**YOUR GOAL**
Write the data below out again, unchanged.

**Stored entries**

*** Begin section ***

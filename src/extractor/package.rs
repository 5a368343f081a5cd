//! Package manifest extractor
//!
//! One Package node per `package.json`, with DEPENDS_ON edges between
//! workspace packages (or towards internal-namespace packages that live
//! outside the scanned tree).

use super::helpers::package_node_id;
use super::{is_internal_import, ExtractionError, Extractor, GraphFragment, SourceFile};
use crate::identity::IdGenerator;
use crate::neo4j::models::*;
use serde::Deserialize;
use std::collections::{BTreeMap, HashSet};

#[derive(Debug, Clone, Default, Deserialize)]
#[serde(rename_all = "camelCase")]
struct RawManifest {
    name: Option<String>,
    version: Option<String>,
    description: Option<String>,
    #[serde(default)]
    private: bool,
    #[serde(default)]
    dependencies: BTreeMap<String, String>,
    #[serde(default)]
    dev_dependencies: BTreeMap<String, String>,
    #[serde(default)]
    peer_dependencies: BTreeMap<String, String>,
}

#[derive(Debug, Clone, PartialEq)]
pub struct ManifestDependency {
    pub name: String,
    pub version: String,
    pub dev: bool,
}

/// Scan output for one manifest
#[derive(Debug, Clone)]
pub struct PackageManifest {
    pub name: String,
    pub version: Option<String>,
    pub description: Option<String>,
    pub private: bool,
    /// Repository-relative manifest path
    pub path: String,
    pub dependencies: Vec<ManifestDependency>,
}

pub struct PackageExtractor {
    ids: IdGenerator,
    internal_namespaces: Vec<String>,
}

impl PackageExtractor {
    pub fn new(ids: IdGenerator, internal_namespaces: Vec<String>) -> Self {
        Self {
            ids,
            internal_namespaces,
        }
    }

    /// Parse a manifest. Manifests without a name are not packages.
    pub fn parse_manifest(
        file: &SourceFile,
        content: &str,
    ) -> Result<Option<PackageManifest>, ExtractionError> {
        let raw: RawManifest =
            serde_json::from_str(content).map_err(|e| ExtractionError::Parse {
                path: file.relative_path.clone(),
                message: e.to_string(),
            })?;
        let Some(name) = raw.name else {
            return Ok(None);
        };

        let mut dependencies: Vec<ManifestDependency> = raw
            .dependencies
            .into_iter()
            .chain(raw.peer_dependencies)
            .map(|(name, version)| ManifestDependency {
                name,
                version,
                dev: false,
            })
            .collect();
        dependencies.extend(raw.dev_dependencies.into_iter().map(|(name, version)| {
            ManifestDependency {
                name,
                version,
                dev: true,
            }
        }));

        Ok(Some(PackageManifest {
            name,
            version: raw.version,
            description: raw.description,
            private: raw.private,
            path: file.relative_path.clone(),
            dependencies,
        }))
    }
}

impl Extractor for PackageExtractor {
    type Record = PackageManifest;

    fn name(&self) -> &'static str {
        "package"
    }

    fn node_types(&self) -> &'static [NodeType] {
        &[NodeType::Package]
    }

    fn relation_types(&self) -> &'static [RelationType] {
        &[RelationType::DependsOn]
    }

    fn is_candidate(&self, file: &SourceFile) -> bool {
        file.file_name() == "package.json"
    }

    fn scan_file(
        &self,
        file: &SourceFile,
        content: &str,
    ) -> Result<Option<PackageManifest>, ExtractionError> {
        Self::parse_manifest(file, content)
    }

    fn transform_to_graph(&self, mut records: Vec<PackageManifest>) -> GraphFragment {
        let mut fragment = GraphFragment::default();
        records.sort_by(|a, b| a.path.cmp(&b.path));
        let workspace: HashSet<&str> = records.iter().map(|m| m.name.as_str()).collect();

        for manifest in &records {
            let id = package_node_id(&self.ids, &manifest.name);
            fragment.push_node(GraphNode::new(
                id.clone(),
                manifest.name.clone(),
                NodeProperties::Package {
                    path: manifest.path.clone(),
                    version: manifest.version.clone(),
                    private: manifest.private,
                    description: manifest.description.clone(),
                },
                NodeMetadata::new(Some(manifest.path.clone()), Some(manifest.name.clone()), 1.0),
            ));

            for dep in &manifest.dependencies {
                let internal = workspace.contains(dep.name.as_str())
                    || is_internal_import(&dep.name, &self.internal_namespaces);
                if !internal || dep.name == manifest.name {
                    continue;
                }
                let target = package_node_id(&self.ids, &dep.name);
                fragment.push_relationship(GraphRelationship::new(
                    self.ids
                        .relationship_id(RelationType::DependsOn, &id, &target),
                    RelationType::DependsOn,
                    id.clone(),
                    target,
                    EdgeProperties::DependsOn {
                        specifier: dep.name.clone(),
                        version: Some(dep.version.clone()),
                        dev: dep.dev,
                    },
                ));
            }
        }

        fragment
    }
}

*** End section ***

**REPLY**
filename src/extractor/package.rs
repository 5a368343f081a5cd
//! Package manifest extractor
//!
//! One Package node per `package.json`, with DEPENDS_ON edges between
//! workspace packages (or towards internal-namespace packages that live
//! outside the scanned tree).

use super::helpers::package_node_id;
use super::{is_internal_import, ExtractionError, Extractor, GraphFragment, SourceFile};
use crate::identity::IdGenerator;
use crate::neo4j::models::*;
use serde::Deserialize;
use std::collections::{BTreeMap, HashSet};

#[derive(Debug, Clone, Default, Deserialize)]
#[serde(rename_all = "camelCase")]
struct RawManifest {
    name: Option<String>,
    version: Option<String>,
    description: Option<String>,
    #[serde(default)]
    private: bool,
    #[serde(default)]
    dependencies: BTreeMap<String, String>,
    #[serde(default)]
    dev_dependencies: BTreeMap<String, String>,
    #[serde(default)]
    peer_dependencies: BTreeMap<String, String>,
}

#[derive(Debug, Clone, PartialEq)]
pub struct ManifestDependency {
    pub name: String,
    pub version: String,
    pub dev: bool,
}

/// Scan output for one manifest
#[derive(Debug, Clone)]
pub struct PackageManifest {
    pub name: String,
    pub version: Option<String>,
    pub description: Option<String>,
    pub private: bool,
    /// Repository-relative manifest path
    pub path: String,
    pub dependencies: Vec<ManifestDependency>,
}

pub struct PackageExtractor {
    ids: IdGenerator,
    internal_namespaces: Vec<String>,
}

impl PackageExtractor {
    pub fn new(ids: IdGenerator, internal_namespaces: Vec<String>) -> Self {
        Self {
            ids,
            internal_namespaces,
        }
    }

    /// Parse a manifest. Manifests without a name are not packages.
    pub fn parse_manifest(
        file: &SourceFile,
        content: &str,
    ) -> Result<Option<PackageManifest>, ExtractionError> {
        let raw: RawManifest =
            serde_json::from_str(content).map_err(|e| ExtractionError::Parse {
                path: file.relative_path.clone(),
                message: e.to_string(),
            })?;
        let Some(name) = raw.name else {
            return Ok(None);
        };

        let mut dependencies: Vec<ManifestDependency> = raw
            .dependencies
            .into_iter()
            .chain(raw.peer_dependencies)
            .map(|(name, version)| ManifestDependency {
                name,
                version,
                dev: false,
            })
            .collect();
        dependencies.extend(raw.dev_dependencies.into_iter().map(|(name, version)| {
            ManifestDependency {
                name,
                version,
                dev: true,
            }
        }));

        Ok(Some(PackageManifest {
            name,
            version: raw.version,
            description: raw.description,
            private: raw.private,
            path: file.relative_path.clone(),
            dependencies,
        }))
    }
}

impl Extractor for PackageExtractor {
    type Record = PackageManifest;

    fn name(&self) -> &'static str {
        "package"
    }

    fn node_types(&self) -> &'static [NodeType] {
        &[NodeType::Package]
    }

    fn relation_types(&self) -> &'static [RelationType] {
        &[RelationType::DependsOn]
    }

    fn is_candidate(&self, file: &SourceFile) -> bool {
        file.file_name() == "package.json"
    }

    fn scan_file(
        &self,
        file: &SourceFile,
        content: &str,
    ) -> Result<Option<PackageManifest>, ExtractionError> {
        Self::parse_manifest(file, content)
    }

    fn transform_to_graph(&self, mut records: Vec<PackageManifest>) -> GraphFragment {
        let mut fragment = GraphFragment::default();
        records.sort_by(|a, b| a.path.cmp(&b.path));
        let workspace: HashSet<&str> = records.iter().map(|m| m.name.as_str()).collect();

        for manifest in &records {
            let id = package_node_id(&self.ids, &manifest.name);
            fragment.push_node(GraphNode::new(
                id.clone(),
                manifest.name.clone(),
                NodeProperties::Package {
                    path: manifest.path.clone(),
                    version: manifest.version.clone(),
                    private: manifest.private,
                    description: manifest.description.clone(),
                },
                NodeMetadata::new(Some(manifest.path.clone()), Some(manifest.name.clone()), 1.0),
            ));

            for dep in &manifest.dependencies {
                let internal = workspace.contains(dep.name.as_str())
                    || is_internal_import(&dep.name, &self.internal_namespaces);
                if !internal || dep.name == manifest.name {
                    continue;
                }
                let target = package_node_id(&self.ids, &dep.name);
                fragment.push_relationship(GraphRelationship::new(
                    self.ids
                        .relationship_id(RelationType::DependsOn, &id, &target),
                    RelationType::DependsOn,
                    id.clone(),
                    target,
                    EdgeProperties::DependsOn {
                        specifier: dep.name.clone(),
                        version: Some(dep.version.clone()),
                        dev: dep.dev,
                    },
                ));
            }
        }

        fragment
    }
}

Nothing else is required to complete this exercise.